▶ Given data
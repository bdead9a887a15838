use std::collections::BTreeMap;
use std::fs;
use std::path::{Path, PathBuf};

use anyhow::{Context, Result};

/// Synchronous string key-value store, last write wins.
pub(crate) trait KeyValueStore {
    fn get(&self, key: &str) -> Option<String>;
    fn set(&mut self, key: &str, value: &str) -> Result<()>;
}

/// Keeps every key in one JSON object file, rewritten on each `set`.
#[derive(Debug)]
pub(crate) struct JsonFileStore {
    path: PathBuf,
    values: BTreeMap<String, String>,
}

impl JsonFileStore {
    pub(crate) fn open(path: &Path) -> Result<Self> {
        let values = match fs::read_to_string(path) {
            Ok(raw) => match serde_json::from_str(&raw) {
                Ok(values) => values,
                Err(err) => {
                    log::warn!("ignoring unreadable state file {}: {err}", path.display());
                    BTreeMap::new()
                }
            },
            Err(err) if err.kind() == std::io::ErrorKind::NotFound => BTreeMap::new(),
            Err(err) => {
                return Err(err)
                    .with_context(|| format!("failed to read state file {}", path.display()));
            }
        };
        Ok(Self {
            path: path.to_path_buf(),
            values,
        })
    }

    fn flush(&self) -> Result<()> {
        if let Some(parent) = self.path.parent() {
            fs::create_dir_all(parent).with_context(|| {
                format!("failed to create state directory {}", parent.display())
            })?;
        }
        let raw = serde_json::to_string_pretty(&self.values)?;
        let tmp = self.path.with_extension("tmp");
        fs::write(&tmp, raw)
            .with_context(|| format!("failed to write state file {}", tmp.display()))?;
        fs::rename(&tmp, &self.path)
            .with_context(|| format!("failed to replace state file {}", self.path.display()))?;
        Ok(())
    }
}

impl KeyValueStore for JsonFileStore {
    fn get(&self, key: &str) -> Option<String> {
        self.values.get(key).cloned()
    }

    fn set(&mut self, key: &str, value: &str) -> Result<()> {
        self.values.insert(key.to_string(), value.to_string());
        self.flush()
    }
}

▶ Prompt
Across all the entries above, count each line that has the word "KeyValueStore" in it, and give only the count.

▶ Solution
2